■ **Exercise aim**: Find the line in the entries below that contains "SampleOrder::InputOrder". Repeat it exactly, and every line after it through the line that contains "pub fn entry_mut(&mut".

■ **Record extracts**:
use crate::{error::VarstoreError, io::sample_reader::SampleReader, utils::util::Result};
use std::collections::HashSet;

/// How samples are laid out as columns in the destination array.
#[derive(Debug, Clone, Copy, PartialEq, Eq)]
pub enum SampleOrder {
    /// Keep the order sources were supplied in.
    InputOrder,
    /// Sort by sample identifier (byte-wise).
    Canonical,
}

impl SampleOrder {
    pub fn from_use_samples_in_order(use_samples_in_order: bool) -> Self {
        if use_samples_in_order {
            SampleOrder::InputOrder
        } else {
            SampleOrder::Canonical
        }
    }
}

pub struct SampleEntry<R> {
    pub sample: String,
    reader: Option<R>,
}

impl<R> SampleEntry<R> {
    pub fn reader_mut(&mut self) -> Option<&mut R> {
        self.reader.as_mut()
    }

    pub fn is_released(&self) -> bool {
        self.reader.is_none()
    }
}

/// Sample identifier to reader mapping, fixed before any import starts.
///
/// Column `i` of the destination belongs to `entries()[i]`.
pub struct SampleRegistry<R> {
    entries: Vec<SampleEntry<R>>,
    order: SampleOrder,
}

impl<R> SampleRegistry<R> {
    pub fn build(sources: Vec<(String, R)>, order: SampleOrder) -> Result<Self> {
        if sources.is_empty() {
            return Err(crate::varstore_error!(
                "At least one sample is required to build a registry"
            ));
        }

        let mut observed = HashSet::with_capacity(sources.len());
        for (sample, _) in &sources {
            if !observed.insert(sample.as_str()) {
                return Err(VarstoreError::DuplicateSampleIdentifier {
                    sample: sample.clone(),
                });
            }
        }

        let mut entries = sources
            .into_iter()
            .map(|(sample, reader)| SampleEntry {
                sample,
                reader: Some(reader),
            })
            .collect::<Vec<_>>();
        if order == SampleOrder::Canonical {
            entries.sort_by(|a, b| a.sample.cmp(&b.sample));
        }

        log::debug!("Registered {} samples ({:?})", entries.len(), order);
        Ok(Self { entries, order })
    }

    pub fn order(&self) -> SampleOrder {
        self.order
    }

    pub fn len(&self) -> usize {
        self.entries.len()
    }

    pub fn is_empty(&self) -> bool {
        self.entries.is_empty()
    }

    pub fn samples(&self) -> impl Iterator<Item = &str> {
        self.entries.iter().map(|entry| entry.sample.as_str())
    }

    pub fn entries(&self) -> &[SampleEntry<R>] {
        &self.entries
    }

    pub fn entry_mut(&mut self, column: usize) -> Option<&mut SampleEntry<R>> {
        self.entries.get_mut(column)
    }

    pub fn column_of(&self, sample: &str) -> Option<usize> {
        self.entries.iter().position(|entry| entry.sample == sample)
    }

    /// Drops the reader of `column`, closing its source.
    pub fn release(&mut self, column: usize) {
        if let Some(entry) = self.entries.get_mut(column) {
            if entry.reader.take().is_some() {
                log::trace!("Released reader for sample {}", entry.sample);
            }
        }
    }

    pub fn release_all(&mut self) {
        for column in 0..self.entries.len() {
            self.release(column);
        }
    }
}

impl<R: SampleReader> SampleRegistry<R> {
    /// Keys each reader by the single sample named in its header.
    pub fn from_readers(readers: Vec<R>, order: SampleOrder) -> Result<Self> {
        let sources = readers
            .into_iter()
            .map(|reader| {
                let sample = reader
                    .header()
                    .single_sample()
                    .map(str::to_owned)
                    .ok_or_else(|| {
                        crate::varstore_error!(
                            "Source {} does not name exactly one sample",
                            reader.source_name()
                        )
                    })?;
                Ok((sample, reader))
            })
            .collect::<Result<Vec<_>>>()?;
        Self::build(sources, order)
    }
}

■ **Response to this exercise**:
            SampleOrder::InputOrder
        } else {
            SampleOrder::Canonical
        }
    }
}

pub struct SampleEntry<R> {
    pub sample: String,
    reader: Option<R>,
}

impl<R> SampleEntry<R> {
    pub fn reader_mut(&mut self) -> Option<&mut R> {
        self.reader.as_mut()
    }

    pub fn is_released(&self) -> bool {
        self.reader.is_none()
    }
}

/// Sample identifier to reader mapping, fixed before any import starts.
///
/// Column `i` of the destination belongs to `entries()[i]`.
pub struct SampleRegistry<R> {
    entries: Vec<SampleEntry<R>>,
    order: SampleOrder,
}

impl<R> SampleRegistry<R> {
    pub fn build(sources: Vec<(String, R)>, order: SampleOrder) -> Result<Self> {
        if sources.is_empty() {
            return Err(crate::varstore_error!(
                "At least one sample is required to build a registry"
            ));
        }

        let mut observed = HashSet::with_capacity(sources.len());
        for (sample, _) in &sources {
            if !observed.insert(sample.as_str()) {
                return Err(VarstoreError::DuplicateSampleIdentifier {
                    sample: sample.clone(),
                });
            }
        }

        let mut entries = sources
            .into_iter()
            .map(|(sample, reader)| SampleEntry {
                sample,
                reader: Some(reader),
            })
            .collect::<Vec<_>>();
        if order == SampleOrder::Canonical {
            entries.sort_by(|a, b| a.sample.cmp(&b.sample));
        }

        log::debug!("Registered {} samples ({:?})", entries.len(), order);
        Ok(Self { entries, order })
    }

    pub fn order(&self) -> SampleOrder {
        self.order
    }

    pub fn len(&self) -> usize {
        self.entries.len()
    }

    pub fn is_empty(&self) -> bool {
        self.entries.is_empty()
    }

    pub fn samples(&self) -> impl Iterator<Item = &str> {
        self.entries.iter().map(|entry| entry.sample.as_str())
    }

    pub fn entries(&self) -> &[SampleEntry<R>] {
        &self.entries
    }

    pub fn entry_mut(&mut self, column: usize) -> Option<&mut SampleEntry<R>> {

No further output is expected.